Another lounge/dinning area



A typical bathroom (looks much cleaner in this picture)

Saturday, August 28, 2010

Chicago

Chicago was a definite blast. I spend half a day in the library doing some work for school. I asked the security guard which floors were the quiet ones, and he indicated that "the higher you go, the quieter it gets" (a little tip for future travelers to Chicago). Even on the fifth floor, however, a Christian group had the nerve to tap me, ask me to stop my timed assignment, and talked to me. I must say, though, the library is beautiful, and it is definitely worth some of a traveler's time.




I spent a good portion of my day walking around the city, especially around Navy Pier, which provides a wonderful view of Chicago (besides, I am fond of waterfronts). The Sears Tower was a nice building from the outside, but not my favorite building from among the many. Which are my favorites, then?











Cool Fountain:

I think this is a pretty cool landmark of Chicago. The fountain is located nest to a park, and it displays faces of people who pass by. I saw many families with children playing around

Thursday, August 26, 2010

From Chicago to New York

What an unpleasant ride! The staff was overall unfriendly and inefficient. Having being assigned four cars to take care of, the attendant was clearly overworked, and in no mood to provide a friendly service. As soon as passengers boarded the train in Chicago, he passed timetables. “Ladies and gentlemen, all the questions you got can be answered with the information in that pamphlet. Please read this before you ask me any questions. If I can’t answer a question, there’s a number you can call, or a map online you can check,” he instructed. A map online? Maybe he was riding a different train, but Amtrak doesn’t have Internet. As for the number we could call, that would be a wonderful idea if only we had service for more than segments of the trip. After talking to other passengers, I realized I was not the only one having a difficulty swallowing our attendant’s temperament. “This guy shouldn’t be working here,” one lady complained, “He has no understanding of customer service.”

As if the attitude of our attendant weren’t enough, the air conditioning kept the cars at a gelid temperature. Several people approached the staff to ask whether the AC could be turned down a bit. One of the assistant conductor was kind enough to explain that “these cars are so old that they only have an on and off switch. If it’s on, it’s on, and it gets cold, but I’ll see what I can do.” The previous time someone asked for the temperature to be turned down, our attendant just said, “No! There’s nothing I can do,” and continued walking.

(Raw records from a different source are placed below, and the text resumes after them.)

impl RenderTarget for AshDevice {
    fn create_framebuffer(
        &self,
        view: vk::ImageView,
        extent: vk::Extent2D,
    ) -> FrameResult<vk::Framebuffer> {
        let fb_info = vk::FramebufferCreateInfo {
            s_type: vk::StructureType::FRAMEBUFFER_CREATE_INFO,
            render_pass: self.render_pass,
            attachment_count: 1,
            p_attachments: &view,
            width: extent.width,
            height: extent.height,
            layers: 1,
            ..Default::default()
        };
        unsafe {
            self.device
                .create_framebuffer(&fb_info, None)
                .op("vkCreateFramebuffer")
        }
    }

    fn destroy_framebuffer(&self, framebuffer: vk::Framebuffer) {
        unsafe { self.device.destroy_framebuffer(framebuffer, None) }
    }

    fn create_pipeline(&self, extent: vk::Extent2D) -> FrameResult<vk::Pipeline> {
        let stages = [
            vk::PipelineShaderStageCreateInfo {
                s_type: vk::StructureType::PIPELINE_SHADER_STAGE_CREATE_INFO,
                stage: vk::ShaderStageFlags::VERTEX,
                module: self.vs,
                p_name: SHADER_ENTRY.as_ptr(),
                ..Default::default()
            },
            vk::PipelineShaderStageCreateInfo {
                s_type: vk::StructureType::PIPELINE_SHADER_STAGE_CREATE_INFO,
                stage: vk::ShaderStageFlags::FRAGMENT,
                module: self.fs,
                p_name: SHADER_ENTRY.as_ptr(),
                ..Default::default()
            },
        ];

        // Geometry comes from gl_VertexIndex.
        let vertex_input = vk::PipelineVertexInputStateCreateInfo {
            s_type: vk::StructureType::PIPELINE_VERTEX_INPUT_STATE_CREATE_INFO,
            ..Default::default()
        };
        let input_assembly = vk::PipelineInputAssemblyStateCreateInfo {
            s_type: vk::StructureType::PIPELINE_INPUT_ASSEMBLY_STATE_CREATE_INFO,
            topology: vk::PrimitiveTopology::TRIANGLE_LIST,
            ..Default::default()
        };
        // Static viewport/scissor: the pipeline is rebuilt with every generation.
        let viewport = vk::Viewport {
            x: 0.0,
            y: 0.0,
            width: extent.width as f32,
            height: extent.height as f32,
            min_depth: 0.0,
            max_depth: 1.0,
        };
        let scissor = vk::Rect2D {
            offset: vk::Offset2D { x: 0, y: 0 },
            extent,
        };
        let viewport_state = vk::PipelineViewportStateCreateInfo {
            s_type: vk::StructureType::PIPELINE_VIEWPORT_STATE_CREATE_INFO,
            viewport_count: 1,
            p_viewports: &viewport,
            scissor_count: 1,
            p_scissors: &scissor,
            ..Default::default()
        };
        let raster = vk::PipelineRasterizationStateCreateInfo {
            s_type: vk::StructureType::PIPELINE_RASTERIZATION_STATE_CREATE_INFO,
            polygon_mode: vk::PolygonMode::FILL,
            cull_mode: vk::CullModeFlags::NONE,
            front_face: vk::FrontFace::COUNTER_CLOCKWISE,
            line_width: 1.0,
            ..Default::default()
        };
        let multisample = vk::PipelineMultisampleStateCreateInfo {
            s_type: vk::StructureType::PIPELINE_MULTISAMPLE_STATE_CREATE_INFO,
            rasterization_samples: vk::SampleCountFlags::TYPE_1,
            ..Default::default()
        };
        let color_blend_att = vk::PipelineColorBlendAttachmentState {
            color_write_mask: vk::ColorComponentFlags::RGBA,
            blend_enable: vk::FALSE,
            ..Default::default()
        };
        let color_blend = vk::PipelineColorBlendStateCreateInfo {
            s_type: vk::StructureType::PIPELINE_COLOR_BLEND_STATE_CREATE_INFO,
            attachment_count: 1,
            p_attachments: &color_blend_att,
            ..Default::default()
        };

        let pipeline_info = vk::GraphicsPipelineCreateInfo {
            s_type: vk::StructureType::GRAPHICS_PIPELINE_CREATE_INFO,
            stage_count: stages.len() as u32,
            p_stages: stages.as_ptr(),
            p_vertex_input_state: &vertex_input,
            p_input_assembly_state: &input_assembly,
            p_viewport_state: &viewport_state,
            p_rasterization_state: &raster,
            p_multisample_state: &multisample,
            p_color_blend_state: &color_blend,
            layout: self.pipeline_layout,
            render_pass: self.render_pass,
            subpass: 0,
            base_pipeline_index: -1,
            ..Default::default()
        };

        let pipelines = unsafe {
            self.device.create_graphics_pipelines(
                self.pipeline_cache,
                std::slice::from_ref(&pipeline_info),
                None,
            )
        }
        .map_err(|(_, err)| FrameError::api("vkCreateGraphicsPipelines", err))?;
        debug!(
            width = extent.width,
            height = extent.height,
            "created generation pipeline"
        );
        pipelines
            .into_iter()
            .next()
            .ok_or_else(|| FrameError::configuration("driver returned no pipeline"))
    }

    fn destroy_pipeline(&self, pipeline: vk::Pipeline) {
        unsafe { self.device.destroy_pipeline(pipeline, None) }
    }

    fn record_frame(&self, frame: &FrameRecording) -> FrameResult<()> {
        let d = &self.device;
        let cmd = self.cmd;
        let clears = [vk::ClearValue {
            color: vk::ClearColorValue {
                float32: frame.clear_color,
            },
        }];
        let rp_begin = vk::RenderPassBeginInfo {
            s_type: vk::StructureType::RENDER_PASS_BEGIN_INFO,
            render_pass: self.render_pass,
            framebuffer: frame.framebuffer,
            render_area: vk::Rect2D {
                offset: vk::Offset2D { x: 0, y: 0 },
                extent: frame.extent,
            },
            clear_value_count: clears.len() as u32,
            p_clear_values: clears.as_ptr(),
            ..Default::default()
        };
        let begin = vk::CommandBufferBeginInfo {
            s_type: vk::StructureType::COMMAND_BUFFER_BEGIN_INFO,
            flags: vk::CommandBufferUsageFlags::ONE_TIME_SUBMIT,
            ..Default::default()
        };
        unsafe {
            d.reset_command_buffer(cmd, vk::CommandBufferResetFlags::empty())
                .op("vkResetCommandBuffer")?;
            d.begin_command_buffer(cmd, &begin)
                .op("vkBeginCommandBuffer")?;
            d.cmd_begin_render_pass(cmd, &rp_begin, vk::SubpassContents::INLINE);
            d.cmd_bind_pipeline(cmd, vk::PipelineBindPoint::GRAPHICS, frame.pipeline);
            // Frame id rides along as the instance index.
            d.cmd_draw(cmd, 3, 1, 0, frame.frame_id as u32);
            d.cmd_end_render_pass(cmd);
            d.end_command_buffer(cmd).op("vkEndCommandBuffer")
        }
    }
}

Food and Alcohol on the Train

Several people have asked me what I think about the food on the train. Although most trains—if not all—have a lounge or snack bar, not all trains provide a full dining service. Therefore, I will rate the food and prices according to the venue through which they are served.

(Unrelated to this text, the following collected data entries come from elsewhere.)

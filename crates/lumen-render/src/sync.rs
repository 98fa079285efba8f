// SPDX-License-Identifier: CEPL-1.0
use std::sync::Arc;

use ash::vk;
use tracing::debug;

use crate::device::PresentDevice;
use crate::error::FrameResult;

/// The semaphore pair shared by every frame.
///
/// Reuse across frames is only sound while at most one frame is in flight,
/// which the scheduler guarantees by waiting for completion after present.
pub struct SyncSet<D: PresentDevice> {
    device: Arc<D>,
    image_available: vk::Semaphore,
    render_finished: vk::Semaphore,
}

impl<D: PresentDevice> SyncSet<D> {
    pub fn new(device: Arc<D>) -> FrameResult<Self> {
        let image_available = device.create_semaphore()?;
        let render_finished = match device.create_semaphore() {
            Ok(s) => s,
            Err(e) => {
                device.destroy_semaphore(image_available);
                return Err(e);
            }
        };
        debug!("created frame semaphores");
        Ok(Self {
            device,
            image_available,
            render_finished,
        })
    }

    /// Signaled by acquire, waited on by submit.
    #[inline]
    pub fn image_available(&self) -> vk::Semaphore {
        self.image_available
    }

    /// Signaled by submit, waited on by present.
    #[inline]
    pub fn render_finished(&self) -> vk::Semaphore {
        self.render_finished
    }
}

impl<D: PresentDevice> Drop for SyncSet<D> {
    fn drop(&mut self) {
        self.device.destroy_semaphore(self.render_finished);
        self.device.destroy_semaphore(self.image_available);
        debug!("destroyed frame semaphores");
    }
}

The trains with the dining cars provide breakfast, lunch, and dinner. One has to make reservations for lunch and dinner, though one attendant assured me that one never makes reservations for lunch. Dining dynamics, therefore, vary depending on the train. The dining car features community sitting, meaning the attendants will group strangers at the same table. And while most passengers welcome the excitement of meeting new people, a few others repudiate it by bringing a book to read, carrying an I-pad to send e-mails, or simply remaining quiet during the entire meal.

Breakfast and lunch are rationally priced, with meals costing between $7 and $12. For the price, the food is actually really good, though some passengers have commented that the quality of food vacillates with the party that is in office—“if Republicans are in the White House,” one passenger joked, “we get microwave food. With the Democrats, we get more gourmet.” Dinner seems to me a bit overpriced, with meals costing between fourteen and twenty-two dollars. I do not suggest the steak, which happens to be the most highly priced.

The food in the lounge car is definitely overpriced. A Snickers bar costs two dollars, and a personal microwaved pizza $5.50! If the ride is long, I suggest bringing your own food in a cooler. Amtrak allows the consumption of alcoholic beverages, but you must buy the drinks from the lounge, which can become rather costly. Although it is illegal to bring your own alcohol, many passengers do it anyway. What happens if you get caught? It depends on the conductor—some may throw you out, but most will just take it up. I have come across some passengers who have devised a clever way not to get caught. One gal had bought mini orange juice bottles, and mixed the juice with Vodka. Another guy simply replaced Vodka for water, and drank it straight.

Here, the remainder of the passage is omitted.